Biggest health care impact on Ga. budget coming in 2016

As the U.S. House approved a sweeping health care overhaul Sunday, Georgians alternately were celebrating and bemoaning the changes.

Some, too, were wishing the long-labored legislation did even more.

“There’s going to be a lot of good, not only for Georgia, but all Americans,” said Lee Goodall, state director of Organizing for America, the Democratic National Committee’s grass-roots campaign arm.

Opinions are split over what impact the legislation will have on Georgians.

The major impact on the state budget — an expansion of the federal Medicaid program that provides health care coverage for lower-income people — will not take effect until at least 2016.

The White House projects that 95 percent of the state’s 1.7 million uninsured residents will gain coverage, more than half of them getting tax credits to help make it more affordable. But because the legislation requires people to have coverage beginning in 2014, those now uninsured will have to find insurance either through existing private plans or through new insurance exchanges that the plan will create. There is an exemption from the fine, however, for lower-income people.
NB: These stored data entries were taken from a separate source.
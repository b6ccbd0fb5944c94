// Copyright 2025 Johann Kempter
//
// Licensed under the Apache License, Version 2.0 (the "License");
// you may not use this file except in compliance with the License.
// You may obtain a copy of the License at
//
//     http://www.apache.org/licenses/LICENSE-2.0
//
// Unless required by applicable law or agreed to in writing, software
// distributed under the License is distributed on an "AS IS" BASIS,
// WITHOUT WARRANTIES OR CONDITIONS OF ANY KIND, either express or implied.
// See the License for the specific language governing permissions and
// limitations under the License.
//
// SPDX-License-Identifier: Apache-2.0

#![doc(html_no_source)]
#![deny(missing_docs)]
#![deny(unsafe_code)]
#![allow(clippy::too_many_arguments)]

//! # dotbridge
//!
//! Reflective bridge for .NET hosts whose objects may live in two representations: a
//! homogeneous managed object model, or a dual model where managed objects are thin
//! proxies over natively allocated objects with their own class metadata (IL2CPP-style
//! runtimes).
//!
//! The bridge answers the questions every tool running inside such a host keeps asking,
//! and never crashes the host on a wrong assumption while doing so:
//!
//! - **What types exist?** A case-insensitive, append-only [`metadata::catalog`] of every
//!   loaded type, including implementation-set queries
//! - **What is this object really?** Actual-type resolution through the foreign runtime,
//!   including obfuscated class names
//! - **Can I use it as a `T`?** Casting across representations with explicit outcomes
//! - **What does it contain?** Lazy enumeration of foreign collections whose enumerator
//!   shape is discovered once and cached
//! - **Which member was it again?** Field/property access tolerant of renames across host
//!   versions
//!
//! ## Quick Start
//!
//! ```rust
//! use std::sync::Arc;
//! use dotbridge::prelude::*;
//!
//! let heap = Arc::new(NativeHeap::new());
//! let context = BridgeContext::builder()
//!     .config(BridgeConfig::dual_model())
//!     .runtime(heap)
//!     .build()?;
//!
//! let base = TypeBuilder::class("MyGame", "Weapon").abstract_type().build();
//! let sword = TypeBuilder::class("MyGame", "Sword").extends(&base).build();
//! context.initialize(&[ModuleInfo::new("Assembly-CSharp", vec![base.clone(), sword])]);
//!
//! let weapons = context.implementations(&base, ImplementationFilter::default());
//! assert_eq!(weapons.len(), 1);
//!
//! let int = context.lookup("system.int32").unwrap();
//! assert_eq!(context.try_cast(&Value::I64(7), &int).into_value(), Value::I32(7));
//! # Ok::<(), dotbridge::Error>(())
//! ```
//!
//! ## Architecture
//!
//! - [`prelude`] - Convenient re-exports of commonly used types and traits
//! - [`BridgeContext`] - Session-scoped owner of all caches, the public entry point
//! - [`metadata`] - Type records, members, custom attributes and the type catalog
//! - [`interop`] - Identity resolution, casting, enumeration and member resolution
//! - [`runtime`] - The foreign runtime capability and an in-process implementation
//! - [`value`] - Host-side values and objects
//! - [`config`], [`diagnostics`], [`dispatch`] - Configuration, warnings, owner-thread hop
//! - [`Error`] and [`Result`] - Error handling
//!
//! ## Error Handling
//!
//! Expected mismatches never surface as errors: member lookups degrade to default values
//! and casts report a [`interop::CastOutcome`]. Unexpected failures of the foreign runtime
//! are contained, recorded in [`diagnostics::Diagnostics`] and replaced by a documented
//! fallback. Only precondition violations such as a duplicate registration propagate as
//! [`Error`].
//!
//! ## Threading
//!
//! Bridge state belongs to the host's main thread. All caches are safe to read while the
//! owner thread appends to them; the only cross-thread operation is
//! [`dispatch::MainThreadDispatcher::post`].

#[macro_use]
pub(crate) mod macros;

#[macro_use]
pub(crate) mod error;

/// Shared functionality which is used in unit-tests
#[cfg(test)]
pub(crate) mod test;

/// Convenient re-exports of the most commonly used types and traits.
///
/// # Example
///
/// ```rust
/// use dotbridge::prelude::*;
///
/// let context = BridgeContext::builder().config(BridgeConfig::managed()).build()?;
/// assert!(context.lookup("System.String").is_some());
/// # Ok::<(), dotbridge::Error>(())
/// ```
pub mod prelude;

/// Bridge configuration and presets
pub mod config;

/// Warning and info records collected while the bridge runs
pub mod diagnostics;

/// Single-slot callback hop onto the owner thread
pub mod dispatch;

/// Type records, members, custom attributes, modules and the type catalog
///
/// # Key Components
///
/// - [`metadata::typesystem`] - [`metadata::typesystem::TypeRecord`] and its builder
/// - [`metadata::catalog`] - [`metadata::catalog::TypeCatalog`], the append-only index
/// - [`metadata::customattributes`] - attribute data and the obfuscated-name reader
/// - [`metadata::module`] - modules delivered by the host's load notifications
pub mod metadata;

/// Identity resolution, casting, enumeration and member resolution across both
/// object models
pub mod interop;

/// The foreign runtime capability
pub mod runtime;

/// Host-side values and objects
pub mod value;

mod context;

/// `dotbridge` Result type
///
/// A type alias for [`std::result::Result<T, Error>`] where the error type is always [`Error`].
///
/// # Examples
///
/// ```rust
/// use dotbridge::{prelude::*, Result};
///
/// fn managed_context() -> Result<BridgeContext> {
///     BridgeContext::builder().config(BridgeConfig::managed()).build()
/// }
/// # managed_context().unwrap();
/// ```
pub type Result<T> = std::result::Result<T, Error>;

/// `dotbridge` Error type
///
/// See [`error::Error`] for the error categories.
pub use error::Error;

/// Session-scoped bridge state and its builder.
pub use context::{BridgeContext, BridgeContextBuilder};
Among the most vocal opponents of the legislation have been business owners, who fear the potential for a $2,000-per-employee fee if their workers get coverage through a government-backed insurance exchange.

But Democrats counter that the fee will only kick in for businesses with more than 50 employees and the legislation includes tax credits for small businesses to help provide coverage for their workers.
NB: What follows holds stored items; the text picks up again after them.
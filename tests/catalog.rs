//! Integration tests for the type catalog, implementation queries and member resolution.

use std::sync::{
    atomic::{AtomicUsize, Ordering},
    Arc,
};

use dotbridge::{prelude::*, Result};

fn managed() -> Result<BridgeContext> {
    BridgeContext::builder()
        .config(BridgeConfig::managed())
        .build()
}

fn names(types: &[TypeRecordRc]) -> Vec<String> {
    types.iter().map(|ty| ty.fullname()).collect()
}

#[test]
fn test_lookup_is_case_insensitive() -> Result<()> {
    let context = managed()?;
    context.initialize(&[ModuleInfo::new(
        "Assembly-CSharp",
        vec![TypeBuilder::class("MyGame.UI", "HealthBar").build()],
    )]);

    for spelling in ["MyGame.UI.HealthBar", "mygame.ui.healthbar", "MYGAME.UI.HEALTHBAR"] {
        assert_eq!(
            context.lookup(spelling).unwrap().fullname(),
            "MyGame.UI.HealthBar"
        );
    }
    assert!(context.lookup("MyGame.UI.Missing").is_none());
    assert!(context.catalog().namespaces().contains(&"MyGame.UI".to_string()));
    Ok(())
}

#[test]
fn test_reloaded_module_replaces_records() -> Result<()> {
    let context = managed()?;
    context.initialize(&[ModuleInfo::new(
        "Mod",
        vec![TypeBuilder::class("Mod", "Config").assembly("Mod").build()],
    )]);
    let before = context.catalog().len();

    let reloaded = TypeBuilder::class("Mod", "Config")
        .assembly("Mod")
        .sealed()
        .build();
    context.on_module_loaded(&ModuleInfo::new("Mod", vec![reloaded]));

    assert_eq!(context.catalog().len(), before);
    assert!(context
        .lookup("Mod.Config")
        .unwrap()
        .flags
        .contains(TypeFlags::SEALED));
    Ok(())
}

#[test]
fn test_implementations() -> Result<()> {
    let context = managed()?;
    let foo = TypeBuilder::class("A", "Foo").abstract_type().build();
    let bar = TypeBuilder::class("A", "Bar").extends(&foo).build();
    let baz = TypeBuilder::class("A", "Baz").extends(&bar).build();
    let closure = TypeBuilder::class("A", "Foo+<>c__DisplayClass2_0").extends(&foo).build();
    let state_machine = TypeBuilder::class("A", "Foo+<Run>d__5").extends(&bar).build();
    context.initialize(&[ModuleInfo::new(
        "A",
        vec![foo.clone(), bar.clone(), baz, closure, state_machine],
    )]);

    let found = context.implementations(&foo, ImplementationFilter::default());
    assert_eq!(names(&found), vec!["A.Bar", "A.Baz"]);

    let below_bar = context.implementations(&bar, ImplementationFilter::default());
    assert_eq!(names(&below_bar), vec!["A.Baz"]);

    // Abstract types only appear when asked for, the base itself never
    let with_abstract = context.implementations(
        &context.lookup("System.Object").unwrap(),
        ImplementationFilter::new(true, false, false),
    );
    let with_abstract = names(&with_abstract);
    assert!(with_abstract.contains(&"A.Foo".to_string()));
    assert!(!with_abstract.contains(&"System.Object".to_string()));
    assert!(!with_abstract.iter().any(|name| name.contains('<')));
    Ok(())
}

#[test]
fn test_interface_implementations() -> Result<()> {
    let context = managed()?;
    let weapon = TypeBuilder::interface("MyGame", "IWeapon").build();
    let sword = TypeBuilder::class("MyGame", "Sword").implements(&weapon).build();
    let shield = TypeBuilder::class("MyGame", "Shield").build();
    let mode = TypeBuilder::enumeration("MyGame", "Mode")
        .implements(&weapon)
        .constant("Off", 0)
        .build();
    context.initialize(&[ModuleInfo::new("MyGame", vec![weapon.clone(), sword, shield, mode])]);

    let strict = context.implementations(&weapon, ImplementationFilter::default());
    assert_eq!(names(&strict), vec!["MyGame.Sword"]);

    let with_enums = context.implementations(&weapon, ImplementationFilter::new(false, false, true));
    assert_eq!(names(&with_enums), vec!["MyGame.Mode", "MyGame.Sword"]);
    Ok(())
}

#[test]
fn test_late_module_updates_cached_implementations() -> Result<()> {
    let context = managed()?;
    let foo = TypeBuilder::class("A", "Foo").build();
    context.initialize(&[ModuleInfo::new(
        "A",
        vec![foo.clone(), TypeBuilder::class("A", "Bar").extends(&foo).build()],
    )]);
    assert_eq!(
        context.implementations(&foo, ImplementationFilter::default()).len(),
        1
    );

    context.on_module_loaded(&ModuleInfo::new(
        "B",
        vec![TypeBuilder::class("B", "Qux").extends_named("A.Foo").build()],
    ));
    assert_eq!(
        names(&context.implementations(&foo, ImplementationFilter::default())),
        vec!["A.Bar", "B.Qux"]
    );
    Ok(())
}

#[test]
fn test_types_loaded_during_scan_are_picked_up() -> Result<()> {
    let diagnostics = Arc::new(Diagnostics::new());
    let context = BridgeContext::builder()
        .config(BridgeConfig::managed())
        .diagnostics(diagnostics.clone())
        .build()?;
    let foo = TypeBuilder::class("A", "Foo").build();
    context.initialize(&[ModuleInfo::new(
        "A",
        vec![
            foo.clone(),
            TypeBuilder::class("A", "Lazy").extends_named("Deferred.Base").build(),
        ],
    )]);

    // The first base resolution loads a whole module
    let loads = Arc::new(AtomicUsize::new(0));
    let counter = loads.clone();
    let parent = foo.clone();
    context
        .catalog()
        .set_missing_type_handler(Arc::new(move |catalog: &TypeCatalog, name: &str| {
            if name == "Deferred.Base" {
                counter.fetch_add(1, Ordering::SeqCst);
                catalog.on_module_loaded(&ModuleInfo::new(
                    "Deferred",
                    vec![
                        TypeBuilder::class("Deferred", "Base").extends(&parent).build(),
                        TypeBuilder::class("Deferred", "Sibling").extends(&parent).build(),
                    ],
                ));
            }
        }));

    let found = context.implementations(&foo, ImplementationFilter::default());
    assert_eq!(
        names(&found),
        vec!["A.Lazy", "Deferred.Base", "Deferred.Sibling"]
    );
    assert_eq!(loads.load(Ordering::SeqCst), 1);
    assert_eq!(diagnostics.by_category(DiagnosticCategory::Catalog).len(), 1);
    Ok(())
}

#[test]
fn test_member_resolver_follows_renames() -> Result<()> {
    let context = managed()?;
    let int = context.lookup("System.Int32").unwrap();
    let string = context.lookup("System.String").unwrap();

    // Three releases of the same type, each naming the member differently
    let v1 = TypeBuilder::class("Game", "EnumeratorV1")
        .field(FieldInfo::new("current", int.clone(), FieldFlags::empty()))
        .build();
    let v2 = TypeBuilder::class("Game", "EnumeratorV2")
        .field(FieldInfo::new("m_current", int.clone(), FieldFlags::empty()))
        .build();
    let v3 = TypeBuilder::class("Game", "EnumeratorV3")
        .field(FieldInfo::new("m_current", string.clone(), FieldFlags::empty()))
        .field(FieldInfo::new("<Current>k__BackingField", int.clone(), FieldFlags::empty()))
        .build();

    for (ty, expected) in [
        (&v1, "current"),
        (&v2, "m_current"),
        (&v3, "<Current>k__BackingField"),
    ] {
        let resolver = context.member_resolver::<i32>(
            ty,
            &int,
            &["current", "Current"],
            MemberAccess::READ | MemberAccess::WRITE,
        )?;
        assert_eq!(resolver.member_name(), Some(expected));

        let instance = Value::Object(Arc::new(Object::new(ty.clone())));
        assert_eq!(resolver.get(&instance), 0);
        resolver.set(&instance, 12);
        assert_eq!(resolver.get(&instance), 12);
    }
    Ok(())
}

#[test]
fn test_unresolved_member_is_inert() -> Result<()> {
    let context = managed()?;
    let int = context.lookup("System.Int32").unwrap();
    let ty = TypeBuilder::class("Game", "Empty")
        .field(FieldInfo::literal("Max", int.clone(), Value::I32(3)))
        .build();

    let resolver = context.member_resolver::<i32>(&ty, &int, &["Max", "max"], MemberAccess::READ)?;
    assert!(!resolver.is_bound());

    let instance = Value::Object(Arc::new(Object::new(ty)));
    assert_eq!(resolver.get(&instance), 0);
    resolver.set(&instance, 5);
    assert!(resolver.read(&instance).is_none());

    assert!(matches!(
        context.member_resolver::<i32>(&int, &int, &[], MemberAccess::READ),
        Err(Error::InvalidArgument(_))
    ));
    Ok(())
}

#[test]
fn test_managed_casts() -> Result<()> {
    let context = managed()?;
    let byte = context.lookup("System.Byte").unwrap();
    let double = context.lookup("System.Double").unwrap();
    let mode = TypeBuilder::enumeration("Game", "Mode")
        .constant("Idle", 0)
        .constant("Busy", 1)
        .build();

    assert_eq!(
        context.try_cast(&Value::I32(255), &byte),
        CastOutcome::Converted(Value::U8(255))
    );
    assert!(context.try_cast(&Value::I32(256), &byte).is_incompatible());
    assert_eq!(
        context.try_cast(&Value::I64(2), &double),
        CastOutcome::Converted(Value::F64(2.0))
    );
    assert_eq!(
        context.try_cast(&Value::from("Busy"), &mode),
        CastOutcome::Converted(Value::Enum { ty: mode.clone(), value: 1 })
    );
    assert_eq!(
        context.try_cast(&Value::Null, &mode),
        CastOutcome::Converted(Value::Null)
    );
    Ok(())
}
Goodall said more than 100,000 small businesses in Georgia will qualify for the credit. The White House says that while small businesses make up 74 percent of the state’s businesses, only 38 percent will offer insurance to employees. In the South Georgia district of Democratic Rep. Sanford Bishop, Goodall said, “it would give tax credits and other assistance to up to 181,000 families and 12,100 small businesses.”

Republicans, unsurprisingly, feel differently.

State Sen. Judson Hill (R-Marietta) has sponsored legislation that is intended to block the federal government from requiring anyone to have insurance. While a proposed state constitutional amendment to that effect failed on a vote last week, a separate bill that would do the same thing passed the Senate and is headed to the state House.

While it’s unclear whether a state can constitutionally block a federal initiative in this way, Hill’s measure is one of dozens proposed in state capitols across the country.

“Senate Bill 317 guarantees all Georgians the right to purchase private health insurance or join a government plan, but people can also exercise their right not to participate in any health care program without being fined,” Hill said.

Hill and Gov. Sonny Perdue have estimated that the eventual cost to the state from the expanded Medicaid program will be $500 million a year, while a U.S. Senate-backed analysis puts the figure at $145 million from 2017 to 2019.

The Medicaid expansion actually will occur in 2014 and will extend coverage to people who make up to 133 percent of the federal poverty level, or about $29,327 a year for a family of four. It will , for the first time, cover poor childless adults. The federal government will cover the entire cost for the first two years.

Georgia’s Department of Community Health has estimated Medicaid enrollment here will increase by 77 percent, or about 756,000.

“The state simply cannot provide basic services such as education and public safety with another billion dollars in spending forced on us by Washington,” Perdue said in a statement. “We all know Congress thinks they have a national credit card with no limit, now they seem intent on roping the states into their spending rodeo.”

But Democrats argue that Perdue and other Republicans ignore the savings the state will realize from the cut in costs for providing care to the uninsured.

White House estimates say state health care providers lose $1.7 billion each year from treating the uninsured. The state subsidizes a portion of that care.